I- Ao permitir utilizar meios tecnicos-idoneos para assegurar a reprodução integral das declarações, não esta no espirito do artigo 363 do Codigo de Processo Penal a sistematica redução a escrito das declarações, o que significaria a preterição do principio da oralidade e seria fonte de delongas que o Codigo quis evitar.
II- O artigo 363 do Codigo de Processo Penal não viola os artigos 32, n. 1 e n. 5, 9 B, 13 n. 1, 18 n. 2 e 205 n. 2 da Constituição da Republica, nomeadamente as garantias de defesa em que se inclui a do duplo grau de jurisdição, quando determina que em julgamento de Tribunal Colectivo a prova não pode ser reapreciada em recurso.
Para alem do facto de o novo Codigo de Processo Penal ter sido apreciado preventivamente pelo Tribunal Constitucional, o julgamento do Tribunal Colectivo assegura a averiguação da materia de facto com maior precisão do que em julgamento de Juiz singular e reflexamente justifica que a apreciação por parte do tribunal de recurso se circunscreva a limites dentro dos quais esta apreciação tem razão de ser, como nas hipoteses previstas no artigo 410, n. 2.

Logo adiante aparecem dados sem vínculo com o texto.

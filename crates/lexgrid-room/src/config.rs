//! Room and synchronization configuration.

use std::time::Duration;

use tracing::warn;

use crate::RetryPolicy;

// ---------------------------------------------------------------------------
// RoomConfig
// ---------------------------------------------------------------------------

/// Server-wide settings shared by every room.
///
/// Per-match choices (rounds, round length, difficulty) live in
/// [`MatchSettings`](lexgrid_protocol::MatchSettings) instead.
#[derive(Debug, Clone)]
pub struct RoomConfig {
    /// Maximum players in a room.
    pub capacity: usize,

    /// Connected players required to start a match.
    pub min_players: usize,

    /// Board dimensions in tiles.
    pub board_width: u16,
    pub board_height: u16,

    /// Pre-round countdown. Zero starts rounds immediately.
    pub countdown: Duration,

    /// Pause between a round ending and the next countdown.
    pub round_end_delay: Duration,

    /// How long final results stay up before the room returns to lobby.
    pub results_delay: Duration,

    /// Round clock resolution.
    pub clock_tick: Duration,

    /// Rooms with no activity for this long are evicted.
    pub idle_timeout: Duration,

    /// How often the idle sweep runs.
    pub sweep_interval: Duration,

    /// Shortest word accepted.
    pub min_word_len: usize,

    /// Longest display name accepted (after trimming).
    pub max_name_len: usize,
}

impl Default for RoomConfig {
    fn default() -> Self {
        Self {
            capacity: 8,
            min_players: 2,
            board_width: 5,
            board_height: 5,
            countdown: Duration::from_secs(3),
            round_end_delay: Duration::from_secs(5),
            results_delay: Duration::from_secs(10),
            clock_tick: Duration::from_millis(250),
            idle_timeout: Duration::from_secs(30 * 60),
            sweep_interval: Duration::from_secs(60),
            min_word_len: 3,
            max_name_len: 20,
        }
    }
}

impl RoomConfig {
    pub const MAX_CAPACITY: usize = 16;
    pub const MIN_CLOCK_TICK: Duration = Duration::from_millis(50);
    pub const MAX_CLOCK_TICK: Duration = Duration::from_secs(1);

    /// Clamp and fix any out-of-range values so the config is safe to use.
    ///
    /// - `min_players` at least 1, `capacity` in `min_players..=MAX_CAPACITY`.
    /// - Board sides in `3..=10`.
    /// - `clock_tick` in `MIN_CLOCK_TICK..=MAX_CLOCK_TICK`.
    /// - `sweep_interval` at least one second.
    pub fn validated(mut self) -> Self {
        self.min_players = self.min_players.max(1);
        let capacity = self.capacity.clamp(self.min_players, Self::MAX_CAPACITY.max(self.min_players));
        if capacity != self.capacity {
            warn!(requested = self.capacity, capacity, "room capacity clamped");
            self.capacity = capacity;
        }
        self.board_width = self.board_width.clamp(3, 10);
        self.board_height = self.board_height.clamp(3, 10);
        if !(Self::MIN_CLOCK_TICK..=Self::MAX_CLOCK_TICK).contains(&self.clock_tick) {
            warn!(requested = ?self.clock_tick, "clock_tick out of range, clamping");
            self.clock_tick = self.clock_tick.clamp(Self::MIN_CLOCK_TICK, Self::MAX_CLOCK_TICK);
        }
        self.sweep_interval = self.sweep_interval.max(Duration::from_secs(1));
        self.min_word_len = self.min_word_len.max(1);
        self.max_name_len = self.max_name_len.max(1);
        self
    }
}

// ---------------------------------------------------------------------------
// SyncConfig
// ---------------------------------------------------------------------------

/// Full board resync scheduling and health settings.
#[derive(Debug, Clone)]
pub struct SyncConfig {
    /// Resync interval per activity tier.
    pub inactive_interval: Duration,
    pub low_interval: Duration,
    pub medium_interval: Duration,
    pub high_interval: Duration,

    /// A room with no player action for this long is `inactive`.
    pub inactive_after: Duration,

    /// Half-life of the decayed activity score.
    pub activity_half_life: Duration,

    /// Decayed activity below this is `low`, below `medium_activity` is
    /// `medium`, anything higher is `high`.
    pub low_activity: f64,
    pub medium_activity: f64,

    /// Below this success rate (with at least three attempts) the next
    /// more frequent tier is used.
    pub low_success_rate: f64,

    /// A sync that takes longer than this counts as failed.
    pub sync_timeout: Duration,

    /// Backoff for failed syncs.
    pub retry: RetryPolicy,

    /// How often each active room logs its sync health.
    pub health_check_interval: Duration,

    /// Minimum gap between honoured client resync requests, per player.
    pub resync_request_throttle: Duration,
}

impl Default for SyncConfig {
    fn default() -> Self {
        Self {
            inactive_interval: Duration::from_secs(30),
            low_interval: Duration::from_secs(15),
            medium_interval: Duration::from_secs(8),
            high_interval: Duration::from_secs(4),
            inactive_after: Duration::from_secs(3 * 60),
            activity_half_life: Duration::from_secs(60),
            low_activity: 3.0,
            medium_activity: 10.0,
            low_success_rate: 0.8,
            sync_timeout: Duration::from_secs(2),
            retry: RetryPolicy::default(),
            health_check_interval: Duration::from_secs(30),
            resync_request_throttle: Duration::from_secs(2),
        }
    }
}

impl SyncConfig {
    /// Clamp and fix any out-of-range values so the config is safe to use.
    ///
    /// Intervals are floored at one second, the half-life at one second,
    /// and the success-rate threshold clamped to `0.0..=1.0`.
    pub fn validated(mut self) -> Self {
        let floor = Duration::from_secs(1);
        for interval in [
            &mut self.inactive_interval,
            &mut self.low_interval,
            &mut self.medium_interval,
            &mut self.high_interval,
            &mut self.health_check_interval,
            &mut self.activity_half_life,
        ] {
            if *interval < floor {
                warn!(requested = ?*interval, "sync interval below one second, clamping");
                *interval = floor;
            }
        }
        self.low_success_rate = self.low_success_rate.clamp(0.0, 1.0);
        if self.medium_activity < self.low_activity {
            self.medium_activity = self.low_activity;
        }
        self
    }
}
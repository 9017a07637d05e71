#[derive(Debug, thiserror::Error)]
pub enum TransportError {
    #[error("connection closed: {0}")]
    ConnectionClosed(String),

    #[error("send failed: {0}")]
    SendFailed(#[source] std::io::Error),

    #[error("receive failed: {0}")]
    ReceiveFailed(#[source] std::io::Error),

    /// Listener bind, TCP accept or WebSocket handshake failed.
    #[error("accept failed: {0}")]
    AcceptFailed(#[source] std::io::Error),

    /// An inbound frame exceeded the configured limit and was discarded.
    #[error("frame of {len} bytes exceeds limit of {max}")]
    FrameTooLarge { len: usize, max: usize },
}

impl TransportError {
    /// Whether the connection can keep receiving after this error.
    pub fn is_recoverable(&self) -> bool {
        matches!(self, TransportError::FrameTooLarge { .. })
    }
}
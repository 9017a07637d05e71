//! Per-connection handler: registration, a writer task and the read loop.
//!
//! Each accepted connection gets its own Tokio task running this handler.
//! The flow is:
//!   1. Register with the engine → `session:welcome` is queued
//!   2. Spawn a writer that encodes outgoing events onto the socket
//!   3. Loop: receive frames → decode → forward to the engine
//!
//! Frames that do not decode into a [`ClientEvent`] are logged and dropped;
//! the connection stays open.

use std::sync::Arc;

use lexgrid_protocol::{ClientEvent, Codec, ServerEvent};
use lexgrid_transport::{Connection, ConnectionId, WebSocketConnection};
use tokio::sync::{mpsc, oneshot};

use crate::LexgridError;
use crate::engine::EngineCommand;

/// Tells the engine the connection is gone when the handler exits,
/// including on early return or panic.
struct DisconnectGuard {
    conn: ConnectionId,
    engine: mpsc::UnboundedSender<EngineCommand>,
}

impl Drop for DisconnectGuard {
    fn drop(&mut self) {
        let _ = self
            .engine
            .send(EngineCommand::Disconnected { conn: self.conn });
    }
}

/// Handles a single connection from accept to close.
pub(crate) async fn handle_connection<C>(
    conn: WebSocketConnection,
    codec: C,
    engine: mpsc::UnboundedSender<EngineCommand>,
) -> Result<(), LexgridError>
where
    C: Codec + Clone,
{
    let conn = Arc::new(conn);
    let conn_id = conn.id();
    tracing::debug!(%conn_id, peer = %conn.peer_addr(), "handling new connection");

    let (outbound, events) = mpsc::unbounded_channel();
    let (reply, player) = oneshot::channel();
    engine
        .send(EngineCommand::Connect {
            conn: conn_id,
            outbound,
            reply,
        })
        .map_err(|_| LexgridError::EngineStopped)?;
    let _guard = DisconnectGuard {
        conn: conn_id,
        engine: engine.clone(),
    };
    let player_id = player.await.map_err(|_| LexgridError::EngineStopped)?;
    tracing::info!(%conn_id, %player_id, "player connected");

    let writer = tokio::spawn(write_loop(Arc::clone(&conn), codec.clone(), events));

    loop {
        let data = match conn.recv().await {
            Ok(Some(data)) => data,
            Ok(None) => {
                tracing::info!(%conn_id, "connection closed cleanly");
                break;
            }
            Err(e) if e.is_recoverable() => {
                tracing::debug!(%conn_id, error = %e, "frame dropped");
                continue;
            }
            Err(e) => {
                tracing::debug!(%conn_id, error = %e, "recv error");
                break;
            }
        };

        let event: ClientEvent = match codec.decode(&data) {
            Ok(event) => event,
            Err(e) => {
                tracing::debug!(%conn_id, error = %e, "undecodable frame dropped");
                continue;
            }
        };

        if engine
            .send(EngineCommand::Event {
                conn: conn_id,
                event,
            })
            .is_err()
        {
            return Err(LexgridError::EngineStopped);
        }
    }

    writer.abort();
    // _guard drops here → the engine marks the player disconnected.
    Ok(())
}

/// Encodes and sends every event the engine routes to this connection.
///
/// Ends when the engine drops the sender or the socket refuses a write.
async fn write_loop<C: Codec>(
    conn: Arc<WebSocketConnection>,
    codec: C,
    mut events: mpsc::UnboundedReceiver<ServerEvent>,
) {
    let conn_id = conn.id();
    while let Some(event) = events.recv().await {
        let bytes = match codec.encode(&event) {
            Ok(bytes) => bytes,
            Err(e) => {
                tracing::error!(%conn_id, event = event.name(), error = %e, "encode failed");
                continue;
            }
        };
        if let Err(e) = conn.send(&bytes).await {
            tracing::debug!(%conn_id, error = %e, "send failed, stopping writer");
            break;
        }
    }
    let _ = conn.close().await;
}
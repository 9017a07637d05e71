//! Tiles and grid positions.

use std::fmt;

use serde::{Deserialize, Serialize};

/// A cell coordinate. `x` is the column, `y` the row (0 = top).
#[derive(
    Debug, Clone, Copy, PartialEq, Eq, Hash, PartialOrd, Ord, Serialize, Deserialize,
)]
pub struct Position {
    pub x: u16,
    pub y: u16,
}

impl Position {
    pub fn new(x: u16, y: u16) -> Self {
        Self { x, y }
    }

    /// Returns `true` if `other` is one of the eight neighbours of `self`.
    ///
    /// A cell is not adjacent to itself.
    pub fn is_adjacent(&self, other: &Position) -> bool {
        let dx = self.x.abs_diff(other.x);
        let dy = self.y.abs_diff(other.y);
        dx <= 1 && dy <= 1 && (dx, dy) != (0, 0)
    }
}

impl fmt::Display for Position {
    fn fmt(&self, f: &mut fmt::Formatter<'_>) -> fmt::Result {
        write!(f, "({},{})", self.x, self.y)
    }
}

/// Unique tile identifier.
///
/// Ids exist so a presentation layer can animate a tile as it falls. They
/// never take part in the board checksum.
#[derive(Debug, Clone, Copy, PartialEq, Eq, Hash, Serialize, Deserialize)]
#[serde(transparent)]
pub struct TileId(pub u64);

impl fmt::Display for TileId {
    fn fmt(&self, f: &mut fmt::Formatter<'_>) -> fmt::Result {
        write!(f, "T-{}", self.0)
    }
}

/// A single letter tile on the board.
#[derive(Debug, Clone, PartialEq, Eq, Serialize, Deserialize)]
pub struct Tile {
    pub id: TileId,
    pub letter: char,
    pub points: u32,
    pub position: Position,
}
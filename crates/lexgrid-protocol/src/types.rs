//! Core protocol types: identities, room codes, match settings and the
//! read-only views of a room that travel to clients.
//!
//! Every type here is serialized as JSON with camelCase field names, so the
//! struct definitions double as the wire schema.

use std::fmt;

use rand::Rng;
use serde::{Deserialize, Serialize};

use crate::ProtocolError;

// ---------------------------------------------------------------------------
// Identity types
// ---------------------------------------------------------------------------

/// A unique identifier for a player.
///
/// Newtype over `u64` so a player id can never be passed where some other
/// number is expected. `#[serde(transparent)]` keeps it a bare number on the
/// wire: `PlayerId(42)` is just `42`.
#[derive(Debug, Clone, Copy, PartialEq, Eq, Hash, Serialize, Deserialize)]
#[serde(transparent)]
pub struct PlayerId(pub u64);

impl fmt::Display for PlayerId {
    fn fmt(&self, f: &mut fmt::Formatter<'_>) -> fmt::Result {
        write!(f, "P-{}", self.0)
    }
}

/// The opaque string a client keeps so it can rejoin after a disconnect.
#[derive(Debug, Clone, PartialEq, Eq, Hash, Serialize, Deserialize)]
#[serde(transparent)]
pub struct SessionId(pub String);

impl fmt::Display for SessionId {
    fn fmt(&self, f: &mut fmt::Formatter<'_>) -> fmt::Result {
        f.write_str(&self.0)
    }
}

// ---------------------------------------------------------------------------
// RoomCode
// ---------------------------------------------------------------------------

/// A short, human-shareable room code such as `"K7RQP"`.
///
/// Codes use an alphabet without the characters people confuse when
/// reading a code aloud or off a screen (`I`, `L`, `O`, `0`, `1`).
///
/// Deserialization goes through [`RoomCode::parse`] (via
/// `#[serde(try_from = "String")]`), so a malformed code is rejected while
/// decoding the event instead of reaching the room registry. Lowercase
/// input is accepted and normalized.
#[derive(Debug, Clone, PartialEq, Eq, Hash, PartialOrd, Ord, Serialize, Deserialize)]
#[serde(try_from = "String", into = "String")]
pub struct RoomCode(String);

impl RoomCode {
    /// Characters a room code may contain.
    pub const ALPHABET: &'static [u8] = b"ABCDEFGHJKMNPQRSTUVWXYZ23456789";

    /// Length of every room code.
    pub const LEN: usize = 5;

    /// Validates and normalizes a user-supplied code.
    ///
    /// # Errors
    /// Returns [`ProtocolError::InvalidRoomCode`] if the code has the wrong
    /// length or contains a character outside [`Self::ALPHABET`].
    pub fn parse(raw: &str) -> Result<Self, ProtocolError> {
        let code = raw.trim().to_ascii_uppercase();
        let valid = code.len() == Self::LEN
            && code.bytes().all(|b| Self::ALPHABET.contains(&b));
        if !valid {
            return Err(ProtocolError::InvalidRoomCode(raw.to_string()));
        }
        Ok(Self(code))
    }

    /// Draws a random code. Uniqueness is the caller's job.
    pub fn random(rng: &mut impl Rng) -> Self {
        let code = (0..Self::LEN)
            .map(|_| {
                let idx = rng.random_range(0..Self::ALPHABET.len());
                Self::ALPHABET[idx] as char
            })
            .collect();
        Self(code)
    }

    pub fn as_str(&self) -> &str {
        &self.0
    }
}

impl TryFrom<String> for RoomCode {
    type Error = ProtocolError;

    fn try_from(value: String) -> Result<Self, Self::Error> {
        Self::parse(&value)
    }
}

impl From<RoomCode> for String {
    fn from(code: RoomCode) -> Self {
        code.0
    }
}

impl fmt::Display for RoomCode {
    fn fmt(&self, f: &mut fmt::Formatter<'_>) -> fmt::Result {
        f.write_str(&self.0)
    }
}

// ---------------------------------------------------------------------------
// MatchStatus: the match lifecycle state machine
// ---------------------------------------------------------------------------

/// Where a room is in its match lifecycle.
///
/// ```text
/// lobby ──start──→ starting ──countdown──→ active ──clock──→ round-end
///   ↑                  ↑                                        │
///   │                  └──────────(rounds remain)───────────────┤
///   └──(results delay)── finished ←──────(last round)───────────┘
/// ```
///
/// [`can_transition_to`](Self::can_transition_to) is the complete table;
/// the room registry refuses any other move.
#[derive(Debug, Clone, Copy, PartialEq, Eq, Hash, Serialize, Deserialize)]
#[serde(rename_all = "kebab-case")]
pub enum MatchStatus {
    Lobby,
    Starting,
    Active,
    RoundEnd,
    Finished,
}

impl MatchStatus {
    /// Returns `true` if moving from `self` to `target` is allowed.
    pub fn can_transition_to(self, target: Self) -> bool {
        matches!(
            (self, target),
            (Self::Lobby, Self::Starting)
                | (Self::Starting, Self::Active)
                | (Self::Active, Self::RoundEnd)
                | (Self::RoundEnd, Self::Starting)
                | (Self::RoundEnd, Self::Finished)
                | (Self::Finished, Self::Lobby)
        )
    }

    /// Only lobbies accept new players.
    pub fn is_joinable(self) -> bool {
        matches!(self, Self::Lobby)
    }

    /// `true` from the first countdown until results are shown.
    pub fn is_in_match(self) -> bool {
        matches!(self, Self::Starting | Self::Active | Self::RoundEnd)
    }
}

impl fmt::Display for MatchStatus {
    fn fmt(&self, f: &mut fmt::Formatter<'_>) -> fmt::Result {
        let name = match self {
            Self::Lobby => "lobby",
            Self::Starting => "starting",
            Self::Active => "active",
            Self::RoundEnd => "round-end",
            Self::Finished => "finished",
        };
        f.write_str(name)
    }
}

// ---------------------------------------------------------------------------
// Match settings
// ---------------------------------------------------------------------------

/// Word difficulty. The dictionary uses it to scale word scores.
#[derive(Debug, Clone, Copy, PartialEq, Eq, Hash, Default, Serialize, Deserialize)]
#[serde(rename_all = "lowercase")]
pub enum Difficulty {
    Easy,
    #[default]
    Normal,
    Hard,
}

/// Host-chosen settings for a match.
///
/// Missing fields fall back to [`Default`], so `{}` is a valid settings
/// object. Always pass client-supplied settings through
/// [`validated`](Self::validated) before use.
#[derive(Debug, Clone, PartialEq, Eq, Serialize, Deserialize)]
#[serde(rename_all = "camelCase", default)]
pub struct MatchSettings {
    /// Number of rounds in the match.
    pub rounds: u8,
    /// Length of each round in seconds.
    pub round_duration_secs: u32,
    pub difficulty: Difficulty,
}

impl MatchSettings {
    /// Round lengths a host may pick, in seconds.
    pub const ALLOWED_DURATIONS: [u32; 5] = [30, 60, 90, 120, 180];
    /// Used whenever the requested round length is not allowed.
    pub const DEFAULT_DURATION_SECS: u32 = 60;
    pub const MAX_ROUNDS: u8 = 10;

    /// Clamps every field into its legal range.
    ///
    /// - `round_duration_secs` not in [`Self::ALLOWED_DURATIONS`] becomes
    ///   [`Self::DEFAULT_DURATION_SECS`].
    /// - `rounds` is clamped to `1..=MAX_ROUNDS`.
    pub fn validated(mut self) -> Self {
        if !Self::ALLOWED_DURATIONS.contains(&self.round_duration_secs) {
            tracing::warn!(
                requested = self.round_duration_secs,
                fallback = Self::DEFAULT_DURATION_SECS,
                "round duration not allowed, using default"
            );
            self.round_duration_secs = Self::DEFAULT_DURATION_SECS;
        }
        let rounds = self.rounds.clamp(1, Self::MAX_ROUNDS);
        if rounds != self.rounds {
            tracing::warn!(requested = self.rounds, rounds, "round count clamped");
            self.rounds = rounds;
        }
        self
    }
}

impl Default for MatchSettings {
    fn default() -> Self {
        Self {
            rounds: 3,
            round_duration_secs: Self::DEFAULT_DURATION_SECS,
            difficulty: Difficulty::Normal,
        }
    }
}

/// Which occasion produced a full board resync.
#[derive(Debug, Clone, Copy, PartialEq, Eq, Serialize, Deserialize)]
#[serde(rename_all = "kebab-case")]
pub enum SyncType {
    /// Scheduled refresh during an active round, or a client request.
    Periodic,
    /// The player rejoined mid-round.
    Rejoin,
    /// The player rejoined during a pre-round countdown.
    RejoinCountdown,
}

// ---------------------------------------------------------------------------
// Room views
// ---------------------------------------------------------------------------

/// What other players can see about one player.
#[derive(Debug, Clone, PartialEq, Eq, Serialize, Deserialize)]
#[serde(rename_all = "camelCase")]
pub struct PlayerView {
    pub id: PlayerId,
    pub name: String,
    pub is_host: bool,
    pub is_ready: bool,
    pub is_connected: bool,
    pub score: u32,
}

/// Snapshot of a room sent on join and whenever the lobby changes.
#[derive(Debug, Clone, PartialEq, Eq, Serialize, Deserialize)]
#[serde(rename_all = "camelCase")]
pub struct RoomView {
    pub code: RoomCode,
    pub host_id: PlayerId,
    pub players: Vec<PlayerView>,
    pub capacity: usize,
    pub status: MatchStatus,
    pub settings: MatchSettings,
    pub current_round: u8,
}

/// One line of a scoreboard.
#[derive(Debug, Clone, PartialEq, Eq, Serialize, Deserialize)]
#[serde(rename_all = "camelCase")]
pub struct ScoreEntry {
    pub player_id: PlayerId,
    pub name: String,
    pub score: u32,
    pub round_score: u32,
    pub words_found: u32,
    pub longest_word: Option<String>,
    pub best_word: Option<String>,
    pub best_word_points: u32,
}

III- Satisfaz a exigencia do artigo 374, n. 2 quanto a fundamentação da sentença, o acordão onde se le que se provou que os arguidos praticaram todos os factos descritos na acusação e transcritos no proprio acordão e ainda que todos tem passado criminal e são de condição social modesta, devendo considerar-se enumerados os factos provados.
IV- O principio "in dubio pro reo" so tem aplicação na apreciação da materia de facto, a que o Supremo Tribunal de Justiça e alheio, não podendo, por conseguinte, apreciar se foi ou não observado.
V- Tratando-se de penas de prisão de curta duração - um ano
-, revestindo o crime a forma de tentado e não tendo os arguidos cumprido ainda penas de prisão e de suspender a execução das penas com base no artigo 48 do Codigo Penal.